Есенин же в это время по возвращении из-за границы буквально не знал покоя. Разорвав
Тем не менее мысли о журнале не оставил. Рассчитывал выпускать его при Госиздате на правах «самостоятельной сметы» объёмом тридцать печатных листов. Жаждал быть единоличным редактором — и тут же столкнулся с сопротивлением Клычкова и Орешина, которые хотели равных прав в отборе материала.
И тут — приходит письмо от Николая.
«Письмо это было от поэта Н. Клюева, — вспоминал Семён Фомин, — который жаловался Есенину на своё тяжёлое положение, упоминал про гроб, заступ и могилу». Анна Назарова, подруга и соседка Бениславской по квартире, воспроизвела по памяти отдельные строки: «Умираю с голоду, болен. Хочу посмотреть ещё раз своего Серёженьку, чтоб спокойней умереть». Серёженька взбудоражился, разволновался. Бросил все дела и отправился в Питер в сопровождении Ивана Приблудного, Александра Сахарова и Иосифа Аксельрода — прихлебателя и собутыльника, волочившегося в этот период за Сергеем, как хвост за собакой. Отправилась весёлая компания так: безденежный Есенин и Приблудный в жёстком сидячем вагоне, денежный Сахаров и Аксельрод — в мягком.

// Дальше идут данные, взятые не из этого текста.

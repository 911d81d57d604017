//! # Router Configuration
//!
//! Construction-time options for a [`Router`](crate::Router), mirroring the
//! shape of the routes-file layout on disk:
//!
//! ```text
//! <root_path>/
//! ├── config/routes.conf      # routes_file
//! └── app/controllers/        # controllers_path
//! ```
//!
//! Every field has a documented default, so `RouterConfig::default()` is a
//! working configuration for a conventionally laid out project. Options can
//! also be loaded from a YAML file and overridden from `WAYMARK_*`
//! environment variables:
//!
//! ```yaml
//! # config/waymark.yaml
//! routes_file: config/routes.conf
//! controllers_path: app/controllers
//! template_var: urls
//! unbound_values: reject
//! ```
//!
//! ## Environment Variables
//!
//! | Variable                   | Field              |
//! |----------------------------|--------------------|
//! | `WAYMARK_ROOT_PATH`        | `root_path`        |
//! | `WAYMARK_ROUTES_FILE`      | `routes_file`      |
//! | `WAYMARK_CONTROLLERS_PATH` | `controllers_path` |
//! | `WAYMARK_TEMPLATE_VAR`     | `template_var`     |

use serde::Deserialize;
use std::env;
use std::path::{Path, PathBuf};

/// What to do when a bound value is not a scalar (an object, array, or null
/// where a path placeholder or query parameter expects a plain value).
///
/// The historical behavior is to drop such values silently, which leaves the
/// placeholder unresolved and surfaces later as
/// [`InsufficientParameters`](crate::RouteError::InsufficientParameters).
#[derive(Debug, Clone, Copy, PartialEq, Eq, Default, Deserialize)]
#[serde(rename_all = "lowercase")]
pub enum UnboundPolicy {
    /// Silently omit the value; a named placeholder it matched stays unbound.
    #[default]
    Drop,
    /// Fail the bind with
    /// [`UnserializableValue`](crate::RouteError::UnserializableValue).
    Reject,
}

/// Configuration options for a [`Router`](crate::Router) instance.
#[derive(Debug, Clone, PartialEq, Deserialize)]
#[serde(default, deny_unknown_fields)]
pub struct RouterConfig {
    /// Directory holding controller modules, relative to `root_path`
    /// (default: `app/controllers`)
    pub controllers_path: PathBuf,
    /// Project root all other paths resolve against
    /// (default: the process working directory)
    pub root_path: PathBuf,
    /// The routes configuration file, relative to `root_path`
    /// (default: `config/routes.conf`)
    pub routes_file: PathBuf,
    /// Key under which the router publishes its [`UrlMap`](crate::UrlMap)
    /// into the host's shared template context (default: `waymark`)
    pub template_var: String,
    /// Handling of non-scalar values during URL binding (default: `Drop`)
    pub unbound_values: UnboundPolicy,
}

impl Default for RouterConfig {
    fn default() -> Self {
        Self {
            controllers_path: PathBuf::from("app/controllers"),
            root_path: env::current_dir().unwrap_or_else(|_| PathBuf::from(".")),
            routes_file: PathBuf::from("config/routes.conf"),
            template_var: "waymark".to_string(),
            unbound_values: UnboundPolicy::default(),
        }
    }
}

impl RouterConfig {
    /// Load configuration from a YAML file.
    ///
    /// Missing keys take their defaults; unknown keys are an error.
    pub fn from_file(path: &Path) -> anyhow::Result<Self> {
        let text = std::fs::read_to_string(path)?;
        let config = serde_yaml::from_str(&text)?;
        Ok(config)
    }

    /// Apply `WAYMARK_*` environment variable overrides on top of `self`.
    #[must_use]
    pub fn from_env(mut self) -> Self {
        if let Ok(val) = env::var("WAYMARK_ROOT_PATH") {
            self.root_path = PathBuf::from(val);
        }
        if let Ok(val) = env::var("WAYMARK_ROUTES_FILE") {
            self.routes_file = PathBuf::from(val);
        }
        if let Ok(val) = env::var("WAYMARK_CONTROLLERS_PATH") {
            self.controllers_path = PathBuf::from(val);
        }
        if let Ok(val) = env::var("WAYMARK_TEMPLATE_VAR") {
            self.template_var = val;
        }
        self
    }

    /// Resolved path of the routes file.
    pub(crate) fn routes_path(&self) -> PathBuf {
        self.root_path.join(&self.routes_file)
    }

    /// Resolved path of the controllers directory.
    pub(crate) fn controllers_dir(&self) -> PathBuf {
        self.root_path.join(&self.controllers_path)
    }
}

Раздребежженный Есенин, пытающийся успокоить себя алкоголем и оттого ещё более взвинченный, весь на нервах от мысли, что сбываются самые дурные его предчувствия, которые он, возвращаясь из Америки, излагал в письме к Кусикову («Теперь, когда от революции остались только клюнь да трубка, теперь, когда жмут руки и лижут жопы тем, кого раньше расстреливали, чувствую, что и я, и ты будем той сволочью, на которую можно всех собак вешать. Перестаю понимать, к какой революции я принадлежал. Знаю только, что ни к февральской и ни к октябрьской. Наверное, в нас скрывался и скрывается какой-нибудь ноябрь…»)… Эх, не в этом бы состоянии встречаться ему с Клюевым. Ну да в таких случаях не выбирают.
И встретились…
«В городе дни — чердачные серые кошки, только растопляю я раз печку: поленья сырые, горькие, дуну я на них, глотаю дым едучий. — вспоминал Клюев. — Выело у меня глаза дымом, плачу я, слёзы с золой мешаю, сердцем в родную избу простираюсь, красную лежанку вспоминаю, избяной разорённый рай… Только слышу, позад меня стоит кто-то и городским панельным голосом на меня как лошадь нукает: „Ну, ну!“ Обернулся я, не признал человечину: стоит передо мной стрюцкий, от каких я на питерских улицах в сторону шарахаюсь. Лицо у него не осеннее и духом от него тянет погибельным, нос порошком, как у ночной девки, до бела присыпан и губы краской подведены. Есенин — внук Коловратов, верба рязанская!»
Несколько лет они не виделись.
Оба помнят прежнюю дружбу, любовь, духовное единение. Клюев для Есенина — по-прежнему учитель. Есенин для Клюева — певущий лик, верба рязанская… Смотрят друг на друга — и узнают, и не узнают. Что-то необратимо изменилось в каждом. И каждый понимает, что теперь — с ним, с переменившимся старым другом, идти одной дорогой. Долгой ли, короткой ли…
А у Клюева ещё и мысль: вот она, жизнь лёгкая, достаток немалый к чему привёл… Не имел он никакого реального понятия о есенинской жизни и его «достатке»…
«Поликовался я с ним как с прокажённым; чую, парень клятву преступил, зыбке своей изменил, над матерью-землёй надругался, и змей пёстрый с крысьей головой около шеи его обвился, кровь из его горла пьёт. То ему жребий за плат Вероники; задорил его бес плат с Нерукотворным Ликом России в торг пустить. За то ему язва: зелёный змий на шею, голос вороний, взгляд блудный и весь облик подхалюзный, воровской. А как истаял змиев зрак, суд в сердце моём присудил — идти, следа не теряя, за торгашом бисера песенного, самому поле его обозреть; если Бог благословит, то о язвах его и скверностях порадеть…»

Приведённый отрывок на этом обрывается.